(Collected data)
___

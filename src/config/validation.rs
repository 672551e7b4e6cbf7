use crate::config::types::{ApiConfig, Config, HttpConfig, KafkaConfig};
use crate::ConfigError;
use url::Url;

/// Validates the entire configuration
pub fn validate(config: &Config) -> Result<(), ConfigError> {
    validate_http_config(&config.http)?;
    validate_api_config(&config.api)?;
    validate_kafka_config(&config.kafka)?;
    Ok(())
}

/// Validates upstream HTTP configuration
fn validate_http_config(config: &HttpConfig) -> Result<(), ConfigError> {
    let url = Url::parse(&config.base_url)
        .map_err(|e| ConfigError::InvalidUrl(format!("Invalid base_url: {}", e)))?;

    if url.scheme() != "https" && url.scheme() != "http" {
        return Err(ConfigError::InvalidUrl(format!(
            "base_url must use http or https, got '{}'",
            url.scheme()
        )));
    }

    if config.timeout_secs == 0 {
        return Err(ConfigError::Validation(
            "timeout_secs must be >= 1".to_string(),
        ));
    }

    if config.use_proxy && config.proxy_url.trim().is_empty() {
        return Err(ConfigError::Validation(
            "proxy_url cannot be empty when use_proxy is set".to_string(),
        ));
    }

    Ok(())
}

fn validate_api_config(config: &ApiConfig) -> Result<(), ConfigError> {
    if config.page_size == 0 {
        return Err(ConfigError::Validation(
            "page_size must be >= 1".to_string(),
        ));
    }

    Ok(())
}

/// Validates message queue configuration
fn validate_kafka_config(config: &KafkaConfig) -> Result<(), ConfigError> {
    if config.brokers.is_empty() {
        return Err(ConfigError::Validation(
            "kafka brokers cannot be empty".to_string(),
        ));
    }

    for broker in &config.brokers {
        validate_broker_address(broker)?;
    }

    if config.topic.is_empty() {
        return Err(ConfigError::Validation(
            "kafka topic cannot be empty".to_string(),
        ));
    }

    if config.send_timeout_secs == 0 {
        return Err(ConfigError::Validation(
            "send_timeout_secs must be >= 1".to_string(),
        ));
    }

    Ok(())
}

/// Validates a `host:port` broker address
fn validate_broker_address(broker: &str) -> Result<(), ConfigError> {
    let (host, port) = broker.rsplit_once(':').ok_or_else(|| {
        ConfigError::Validation(format!("Broker '{}' must be in host:port form", broker))
    })?;

    if host.is_empty() {
        return Err(ConfigError::Validation(format!(
            "Broker '{}' is missing a host",
            broker
        )));
    }

    port.parse::<u16>().map_err(|_| {
        ConfigError::Validation(format!("Broker '{}' has an invalid port", broker))
    })?;

    Ok(())
}
//! Forwarding collected records to the message queue
//!
//! Every successful station list (one per city) and station detail (one per
//! station) is wrapped in an [`OutboundMessage`] envelope and handed to a
//! [`Publisher`] as soon as it is fetched. The publisher owns a
//! [`MessageSink`]; in production that is the Kafka-backed [`KafkaSink`].

mod kafka;
mod message;
mod publisher;
mod sink;

pub use kafka::KafkaSink;
pub use message::{Category, OutboundMessage, TIMESTAMP_FORMAT};
pub use publisher::{PublishError, Publisher};
pub use sink::{DeliveryReceipt, MessageSink, SinkError};
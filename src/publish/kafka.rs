use crate::config::KafkaConfig;
use crate::publish::sink::{DeliveryReceipt, MessageSink, SinkError};
use async_trait::async_trait;
use chrono::Utc;
use rskafka::client::partition::{Compression, PartitionClient, UnknownTopicHandling};
use rskafka::client::{Client, ClientBuilder};
use rskafka::record::Record;
use std::collections::BTreeMap;
use std::time::Duration;

/// Kafka-backed [`MessageSink`]
///
/// Produce requests are acknowledged by all in-sync replicas before they
/// complete. Records carry no key and are spread round-robin over the
/// topic's partitions.
pub struct KafkaSink {
    brokers: Vec<String>,
    topic: String,
    retries: u32,
    send_timeout: Duration,
    retry_backoff: Duration,
    client: Option<Client>,
    partitions: Vec<(i32, PartitionClient)>,
    next_partition: usize,
}

impl KafkaSink {
    pub fn new(config: &KafkaConfig) -> Self {
        Self {
            brokers: config.brokers.clone(),
            topic: config.topic.clone(),
            retries: config.retries,
            send_timeout: config.send_timeout(),
            retry_backoff: config.retry_backoff(),
            client: None,
            partitions: Vec::new(),
            next_partition: 0,
        }
    }

    pub fn topic(&self) -> &str {
        &self.topic
    }

    /// Attempts allowed for one delivery
    fn max_attempts(&self) -> u32 {
        self.retries + 1
    }
}

#[async_trait]
impl MessageSink for KafkaSink {
    async fn connect(&mut self) -> Result<(), SinkError> {
        let client = ClientBuilder::new(self.brokers.clone()).build().await?;

        let partition_ids: Vec<i32> = client
            .list_topics()
            .await?
            .into_iter()
            .find(|topic| topic.name == self.topic)
            .map(|topic| topic.partitions.into_iter().collect())
            .ok_or_else(|| SinkError::UnknownTopic(self.topic.clone()))?;

        if partition_ids.is_empty() {
            return Err(SinkError::UnknownTopic(self.topic.clone()));
        }

        let mut partitions = Vec::with_capacity(partition_ids.len());
        for id in partition_ids {
            let partition = client
                .partition_client(self.topic.clone(), id, UnknownTopicHandling::Error)
                .await?;
            partitions.push((id, partition));
        }

        tracing::debug!(
            "Topic {} has {} partition(s)",
            self.topic,
            partitions.len()
        );

        self.partitions = partitions;
        self.client = Some(client);
        self.next_partition = 0;
        Ok(())
    }

    async fn deliver(&mut self, payload: &[u8]) -> Result<DeliveryReceipt, SinkError> {
        if self.partitions.is_empty() {
            return Err(SinkError::NotConnected);
        }

        let index = self.next_partition % self.partitions.len();
        self.next_partition = self.next_partition.wrapping_add(1);

        let max_attempts = self.max_attempts();
        let mut attempt = 0;
        loop {
            attempt += 1;

            let record = Record {
                key: None,
                value: Some(payload.to_vec()),
                headers: BTreeMap::new(),
                timestamp: Utc::now(),
            };

            let (partition_id, partition) = &self.partitions[index];
            let outcome = tokio::time::timeout(
                self.send_timeout,
                partition.produce(vec![record], Compression::NoCompression),
            )
            .await;

            let error = match outcome {
                Ok(Ok(offsets)) => {
                    return Ok(DeliveryReceipt {
                        topic: self.topic.clone(),
                        partition: *partition_id,
                        offset: offsets.first().copied().unwrap_or(-1),
                    });
                }
                Ok(Err(e)) => SinkError::Kafka(e),
                Err(_) => SinkError::Timeout(self.send_timeout),
            };

            if attempt >= max_attempts {
                return Err(error);
            }

            tracing::debug!(
                "Delivery attempt {}/{} to {} failed: {}",
                attempt,
                max_attempts,
                self.topic,
                error
            );
            tokio::time::sleep(self.retry_backoff).await;
        }
    }

    async fn close(&mut self) {
        self.partitions.clear();
        self.client = None;
    }

    fn describe(&self) -> String {
        format!("{} (topic {})", self.brokers.join(","), self.topic)
    }
}
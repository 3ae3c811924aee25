//! Ground-plane vector

use serde::{Deserialize, Serialize};

/// 2D vector in the X/Y ground plane
#[derive(Clone, Copy, Debug, Default, PartialEq, Serialize, Deserialize)]
pub struct Vec2 {
    pub x: f32,
    pub y: f32,
}

impl Vec2 {
    pub const ZERO: Self = Self { x: 0.0, y: 0.0 };

    #[inline]
    pub const fn new(x: f32, y: f32) -> Self {
        Self { x, y }
    }

    #[inline]
    pub fn length(self) -> f32 {
        (self.x * self.x + self.y * self.y).sqrt()
    }

    /// Distance between two points
    #[inline]
    pub fn distance(self, other: Self) -> f32 {
        (self - other).length()
    }
}

impl std::ops::Sub for Vec2 {
    type Output = Self;
    #[inline]
    fn sub(self, other: Self) -> Self {
        Self::new(self.x - other.x, self.y - other.y)
    }
}

impl std::ops::Add for Vec2 {
    type Output = Self;
    #[inline]
    fn add(self, other: Self) -> Self {
        Self::new(self.x + other.x, self.y + other.y)
    }
}
impl Rocket {
    pub fn new(template: &ObjectTemplate, ctx: &mut BuildContext<'_>) -> Self {
        let placement = template.effective_placement(ctx.debug_enabled());

        let container = match place_template(template, &placement, ctx) {
            Ok(placed) => Some(placed.container),
            Err(e) => {
                log::error!("Failed to place rocket '{}': {}", template.name, e);
                None
            }
        };

        let fire = container
            .map(|c| {
                ctx.world
                    .descendants(c)
                    .into_iter()
                    .filter(|&key| {
                        ctx.world
                            .get_entity(key)
                            .and_then(Entity::name)
                            .is_some_and(|n| n.contains("fire") || n.contains("Fire"))
                    })
                    .collect()
            })
            .unwrap_or_default();

        let smoke = container
            .map(|c| {
                (0..SMOKE_PARTICLES)
                    .filter_map(|_| {
                        let particle = Entity::new()
                            .with_name("smoke")
                            .with_transform(Transform3D::default().with_uniform_scale(0.15))
                            .with_mesh(
                                MeshData {
                                    size: Vec3::ONE,
                                    vertex_count: 4,
                                },
                                Material::Flat(Color::from_hex(SMOKE_COLOR)),
                            )
                            .with_visible(false);
                        let key = ctx.world.add_child(c, particle)?;
                        if let Some(e) = ctx.world.get_entity_mut(key) {
                            e.set_opacity(0.6);
                        }
                        Some(key)
                    })
                    .collect()
            })
            .unwrap_or_default();

        let body = ctx.world.physics_mut().map(|physics| {
            let material = physics.materials.get_or_default("dummy");
            physics.add_body(
                RigidBody::new(BODY_MASS)
                    .with_position(placement.position)
                    .with_shape(ShapeInstance::new(Shape::Box {
                        half_extents: BODY_HALF_EXTENTS,
                    }))
                    .with_material(material)
                    .with_filter(CollisionFilter::prop())
                    .asleep(),
            )
        });

        if let Some(panel) = ctx.debug.as_deref_mut() {
            let folder_name = template.debug_panel.as_ref().map_or("rocket", |d| d.name.as_str());
            let folder = panel.add_folder(folder_name);
            panel.add_button(folder, &template.name, "launch");
            let p = placement.position.to_array();
            for (i, axis) in ["x", "y", "z"].iter().enumerate() {
                let id = panel.add_slider(
                    folder,
                    &template.name,
                    &format!("position.{axis}"),
                    p[i],
                    SliderRange::unbounded(0.1),
                );
                panel.set_label(id, *axis);
            }
        }

        Self {
            name: template.name.clone(),
            container,
            body,
            start: placement.position,
            placement,
            fire,
            smoke,
            phase: RocketPhase::Idle,
            rng: ChaCha8Rng::from_entropy(),
        }
    }

    /// Use a fixed seed for the shake and smoke jitter
    pub fn with_seed(mut self, seed: u64) -> Self {
        self.rng = ChaCha8Rng::seed_from_u64(seed);
        self
    }

    pub fn phase(&self) -> &RocketPhase {
        &self.phase
    }

    pub fn is_launched(&self) -> bool {
        self.phase != RocketPhase::Idle
    }

    pub fn body(&self) -> Option<BodyKey> {
        self.body
    }

    pub fn container(&self) -> Option<EntityKey> {
        self.container
    }

    /// Start the launch sequence; false if already launched or not placed
    pub fn launch(&mut self, world: &mut World) -> bool {
        if self.is_launched() {
            log::info!("Rocket already launched");
            return false;
        }
        let Some(position) = self.position(world) else {
            log::warn!("Rocket '{}' has no model, cannot launch", self.name);
            return false;
        };

        self.start = position;
        self.phase = RocketPhase::Preparing {
            shakes_left: SHAKES - 1,
            shake: self.shake_from(position),
        };
        log::info!("Rocket engines preparing");
        true
    }

    fn position(&self, world: &World) -> Option<Vec3> {
        let key = self.container?;
        world.get_entity(key).map(|e| e.transform().position)
    }

    fn set_position(&self, world: &mut World, position: Vec3) {
        if let Some(entity) = self.container.and_then(|c| world.get_entity_mut(c)) {
            entity.set_position(position);
        }
    }

    fn shake_from(&mut self, from: Vec3) -> Tween<Vec3> {
        let to = Vec3::new(
            self.start.x + self.rng.gen_range(-SHAKE_AMPLITUDE..SHAKE_AMPLITUDE),
            self.start.y + self.rng.gen_range(-SHAKE_AMPLITUDE..SHAKE_AMPLITUDE),
            from.z,
        );
        Tween::new(from, to, SHAKE_DURATION)
    }

    fn set_fire_visible(&self, world: &mut World, visible: bool) {
        for &key in &self.fire {
            if let Some(entity) = world.get_entity_mut(key) {
                entity.set_visible(visible);
            }
        }
    }

    fn with_body(&self, world: &mut World, f: impl FnOnce(&mut RigidBody)) {
        if let Some(body) = self
            .body
            .and_then(|b| world.physics_mut().and_then(|p| p.get_body_mut(b)))
        {
            f(body);
        }
    }

    fn start_launch(&mut self, world: &mut World) {
        let z = self.position(world).map_or(self.start.z, |p| p.z);
        self.set_fire_visible(world, true);
        self.with_body(world, RigidBody::wake_up);
        self.phase = RocketPhase::Launching(Tween::new(z, z + LIFT, LIFT_DURATION).with_easing(Easing::Power2In));
        log::info!("Rocket launched");
    }

    fn start_flying(&mut self, world: &mut World) {
        for &key in &self.smoke {
            if let Some(particle) = world.get_entity_mut(key) {
                particle.set_opacity(0.9);
                particle.set_scale(Vec3::splat(0.2));
            }
        }
        self.phase = RocketPhase::Flying { time: 0.0 };
    }

    fn update_smoke(&mut self, world: &mut World, dt: f32) {
        for &key in &self.smoke {
            let Some(particle) = world.get_entity_mut(key) else {
                continue;
            };

            if !particle.is_visible() {
                particle.set_visible(true);
                particle.set_opacity(0.6);
                particle.set_transform(
                    Transform3D::from_position(Vec3::new(
                        self.rng.gen_range(-0.4..0.4),
                        self.rng.gen_range(-0.4..0.4),
                        -0.5 - self.rng.gen_range(0.0..0.5),
                    ))
                    .with_uniform_scale(0.1),
                );
            }

            let transform = particle.transform_mut();
            transform.position.z -= SMOKE_FALL * dt;
            transform.scale.x += SMOKE_GROWTH * dt;
            transform.scale.y += SMOKE_GROWTH * dt;
            let z = transform.position.z;
            let opacity = particle.opacity() - SMOKE_FADE * dt;
            particle.set_opacity(opacity);

            if z < SMOKE_FLOOR || opacity <= 0.0 {
                particle.set_visible(false);
            }
        }
    }

    fn advance(&mut self, world: &mut World, dt: f32) {
        let phase = std::mem::replace(&mut self.phase, RocketPhase::Idle);
        self.phase = match phase {
            RocketPhase::Idle => RocketPhase::Idle,
            RocketPhase::Preparing { shakes_left, mut shake } => {
                let position = shake.advance(dt);
                self.set_position(world, position);
                if !shake.is_complete() {
                    RocketPhase::Preparing { shakes_left, shake }
                } else if shakes_left > 0 {
                    RocketPhase::Preparing {
                        shakes_left: shakes_left - 1,
                        shake: self.shake_from(position),
                    }
                } else {
                    self.start_launch(world);
                    return;
                }
            }
            RocketPhase::Launching(mut lift) => {
                let z = lift.advance(dt);
                if let Some(p) = self.position(world) {
                    self.set_position(world, Vec3::new(p.x, p.y, z));
                }
                if lift.is_complete() {
                    self.start_flying(world);
                    return;
                }
                RocketPhase::Launching(lift)
            }
            RocketPhase::Flying { time } => {
                let time = time + dt;
                let n = (time / CLIMB_TIME).min(1.0);
                let height = MAX_HEIGHT * (n * FRAC_PI_2).sin();
                if let Some(p) = self.position(world) {
                    self.set_position(world, Vec3::new(p.x, p.y, self.start.z + height));
                }
                if time > RETURN_DELAY {
                    log::info!("Rocket returning");
                    RocketPhase::Returning { time: 0.0 }
                } else {
                    RocketPhase::Flying { time }
                }
            }
            RocketPhase::Returning { time } => {
                let time = time + dt;
                let n = (time / DESCENT_TIME).min(1.0);
                let position = Vec3::new(self.start.x, self.start.y, self.start.z + MAX_HEIGHT * (1.0 - n));
                self.set_position(world, position);
                if n >= 0.99 {
                    self.set_fire_visible(world, false);
                    RocketPhase::Settling(
                        Tween::new(position, self.start, SETTLE_DURATION).with_easing(Easing::Power1Out),
                    )
                } else {
                    RocketPhase::Returning { time }
                }
            }
            RocketPhase::Settling(mut settle) => {
                let position = settle.advance(dt);
                self.set_position(world, position);
                if settle.is_complete() {
                    self.with_body(world, |body| {
                        body.teleport(position, Quat::IDENTITY);
                        body.sleep();
                    });
                    log::info!("Rocket back on its pad");
                    RocketPhase::Idle
                } else {
                    RocketPhase::Settling(settle)
                }
            }
        };
    }

    fn sync_body(&self, world: &mut World) {
        let Some(position) = self.position(world) else {
            return;
        };
        if let Some(entity) = self.container.and_then(|c| world.get_entity_mut(c)) {
            entity.set_rotation(Default::default());
        }
        self.with_body(world, |body| {
            body.teleport(position, Quat::IDENTITY);
            body.wake_up();
        });
    }
}
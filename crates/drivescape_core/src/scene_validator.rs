//! Scene validation
//!
//! Checks a [`Scene`] for mistakes before it is built: empty scenes,
//! duplicate object names, odd gravity, far-away positions, collapsed
//! scales and references to resources that are not loaded.

use std::collections::HashSet;

use drivescape_math::Vec3;

use crate::resources::Resources;
use crate::scene::{Behavior, Scene};

/// Problem found in a scene
#[derive(Debug, Clone, PartialEq)]
pub enum ValidationError {
    EmptyScene,
    DuplicateName(String),
    /// Absolute gravity above 1000
    UnreasonableGravity(f32),
    /// Any component beyond 10000 units
    ExtremePosition { object: String, position: Vec3 },
    ExtremeSpawnPosition(Vec3),
    NonPositiveScale { object: String, scale: Vec3 },
    /// The behaviour needs a model but none is named
    MissingResource(String),
    UnknownResource { object: String, resource: String },
}

impl std::fmt::Display for ValidationError {
    fn fmt(&self, f: &mut std::fmt::Formatter<'_>) -> std::fmt::Result {
        match self {
            ValidationError::EmptyScene => write!(f, "Scene has no objects"),
            ValidationError::DuplicateName(name) => write!(f, "Duplicate object name: '{}'", name),
            ValidationError::UnreasonableGravity(g) => {
                write!(f, "Unreasonable gravity value: {} (abs > 1000)", g)
            }
            ValidationError::ExtremePosition { object, position } => write!(
                f,
                "Object '{}' at extreme position [{}, {}, {}]",
                object, position.x, position.y, position.z
            ),
            ValidationError::ExtremeSpawnPosition(p) => {
                write!(f, "Extreme spawn position: [{}, {}, {}]", p.x, p.y, p.z)
            }
            ValidationError::NonPositiveScale { object, scale } => write!(
                f,
                "Object '{}' has non-positive scale [{}, {}, {}]",
                object, scale.x, scale.y, scale.z
            ),
            ValidationError::MissingResource(object) => {
                write!(f, "Object '{}' needs a resource", object)
            }
            ValidationError::UnknownResource { object, resource } => {
                write!(f, "Object '{}' uses unknown resource '{}'", object, resource)
            }
        }
    }
}

impl std::error::Error for ValidationError {}

const MAX_GRAVITY: f32 = 1000.0;
const MAX_COORDINATE: f32 = 10000.0;

fn is_extreme(v: Vec3) -> bool {
    v.to_array().iter().any(|c| c.abs() > MAX_COORDINATE)
}

/// Static checks over a [`Scene`]
pub struct SceneValidator;

impl SceneValidator {
    /// Structural checks that need nothing but the scene
    pub fn validate(scene: &Scene) -> Vec<ValidationError> {
        let mut errors = Vec::new();

        if scene.objects.is_empty() {
            errors.push(ValidationError::EmptyScene);
        }

        let mut seen = HashSet::new();
        for object in &scene.objects {
            if !seen.insert(object.name.as_str()) {
                errors.push(ValidationError::DuplicateName(object.name.clone()));
            }
        }

        if let Some(gravity) = scene.gravity {
            if gravity.abs() > MAX_GRAVITY {
                errors.push(ValidationError::UnreasonableGravity(gravity));
            }
        }

        if let Some(spawn) = scene.car_spawn {
            if is_extreme(spawn) {
                errors.push(ValidationError::ExtremeSpawnPosition(spawn));
            }
        }

        for object in &scene.objects {
            let placements = std::iter::once(&object.placement).chain(object.debug_placement.as_ref());
            for placement in placements {
                if is_extreme(placement.position) {
                    errors.push(ValidationError::ExtremePosition {
                        object: object.name.clone(),
                        position: placement.position,
                    });
                }
                if placement.scale.to_array().iter().any(|c| *c <= 0.0) {
                    errors.push(ValidationError::NonPositiveScale {
                        object: object.name.clone(),
                        scale: placement.scale,
                    });
                }
            }

            let needs_model = !matches!(object.behavior, Behavior::PopupButton);
            if needs_model && object.resource.is_none() {
                errors.push(ValidationError::MissingResource(object.name.clone()));
            }
        }

        errors
    }

    /// Structural checks plus resource lookups
    pub fn validate_with_resources(scene: &Scene, resources: &Resources) -> Vec<ValidationError> {
        let mut errors = Self::validate(scene);
        for object in &scene.objects {
            for resource in object.resource.iter().chain(object.collision.iter()) {
                if !resources.contains(resource) {
                    errors.push(ValidationError::UnknownResource {
                        object: object.name.clone(),
                        resource: resource.clone(),
                    });
                }
            }
        }
        errors
    }

    /// [`validate`](SceneValidator::validate) as a `Result`
    pub fn validate_or_error(scene: &Scene) -> Result<(), Vec<ValidationError>> {
        let errors = Self::validate(scene);
        if errors.is_empty() {
            Ok(())
        } else {
            Err(errors)
        }
    }
}

#[cfg(test)]
mod tests {
    use super::*;
    use crate::model::{ModelAsset, ModelNode};
    use crate::scene::{ObjectTemplate, Placement};

    fn make_valid_scene() -> Scene {
        let mut scene = Scene::new("Valid").with_gravity(-9.82).with_car_spawn(Vec3::new(0.0, 0.0, 2.0));
        scene.add_object(
            ObjectTemplate::new("road")
                .with_resource("roadModel")
                .with_placement(Placement::at(Vec3::new(35.0, -10.0, 0.0001)).with_scale(Vec3::new(1.6, 1.0, 2.0))),
        );
        scene.add_object(ObjectTemplate::new("popupButton").with_behavior(Behavior::PopupButton));
        scene
    }

    #[test]
    fn test_valid_scene_returns_no_errors() {
        let errors = SceneValidator::validate(&make_valid_scene());
        assert!(errors.is_empty(), "Expected no errors, got: {:?}", errors);
        assert!(SceneValidator::validate_or_error(&make_valid_scene()).is_ok());
    }

    #[test]
    fn test_empty_scene_error() {
        let errors = SceneValidator::validate(&Scene::new("Empty"));
        assert!(errors.contains(&ValidationError::EmptyScene));
    }

    #[test]
    fn test_duplicate_names_detected() {
        let mut scene = make_valid_scene();
        scene.add_object(ObjectTemplate::new("road").with_resource("roadModel"));
        let errors = SceneValidator::validate(&scene);
        assert!(errors.contains(&ValidationError::DuplicateName("road".to_string())));
    }

    #[test]
    fn test_unreasonable_gravity_detected() {
        let scene = make_valid_scene().with_gravity(-5000.0);
        let errors = SceneValidator::validate(&scene);
        assert!(errors.contains(&ValidationError::UnreasonableGravity(-5000.0)));
    }

    #[test]
    fn test_extreme_positions_detected() {
        let mut scene = make_valid_scene().with_car_spawn(Vec3::new(99999.0, 0.0, 0.0));
        scene.add_object(
            ObjectTemplate::new("far")
                .with_resource("roadModel")
                .with_debug_placement(Placement::at(Vec3::new(0.0, -20000.0, 0.0))),
        );
        let errors = SceneValidator::validate(&scene);
        assert!(errors.contains(&ValidationError::ExtremeSpawnPosition(Vec3::new(99999.0, 0.0, 0.0))));
        assert!(errors.contains(&ValidationError::ExtremePosition {
            object: "far".into(),
            position: Vec3::new(0.0, -20000.0, 0.0),
        }));
    }

    #[test]
    fn test_non_positive_scale_detected() {
        let mut scene = make_valid_scene();
        scene.add_object(
            ObjectTemplate::new("flat")
                .with_resource("roadModel")
                .with_placement(Placement::default().with_scale(Vec3::new(1.0, 0.0, 1.0))),
        );
        let errors = SceneValidator::validate(&scene);
        assert!(errors
            .iter()
            .any(|e| matches!(e, ValidationError::NonPositiveScale { object, .. } if object == "flat")));
    }

    #[test]
    fn test_missing_resource_detected() {
        let mut scene = make_valid_scene();
        scene.add_object(ObjectTemplate::new("nothing"));
        let errors = SceneValidator::validate(&scene);
        assert!(errors.contains(&ValidationError::MissingResource("nothing".into())));
    }

    #[test]
    fn test_unknown_resource_detected() {
        let mut resources = Resources::new("assets");
        resources.insert("roadModel", ModelAsset::new("road", ModelNode::new("root")));

        let mut scene = make_valid_scene();
        scene.add_object(
            ObjectTemplate::new("greenBox")
                .with_resource("roadModel")
                .with_collision("greenBoxCollision"),
        );
        let errors = SceneValidator::validate_with_resources(&scene, &resources);
        assert_eq!(
            errors,
            vec![ValidationError::UnknownResource {
                object: "greenBox".into(),
                resource: "greenBoxCollision".into(),
            }]
        );
    }

    #[test]
    fn test_validation_error_display() {
        assert_eq!(format!("{}", ValidationError::EmptyScene), "Scene has no objects");
        assert_eq!(
            format!("{}", ValidationError::DuplicateName("foo".to_string())),
            "Duplicate object name: 'foo'"
        );
        assert!(format!("{}", ValidationError::UnreasonableGravity(-5000.0)).contains("-5000"));
        assert!(format!("{}", ValidationError::ExtremeSpawnPosition(Vec3::new(1.0, 2.0, 3.0))).contains("1, 2, 3"));
    }
}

___

(PROBLEM):
Determine how many lines of the data above contain the string "info", and answer with the number only.

(EXERCISE OUTPUT):
5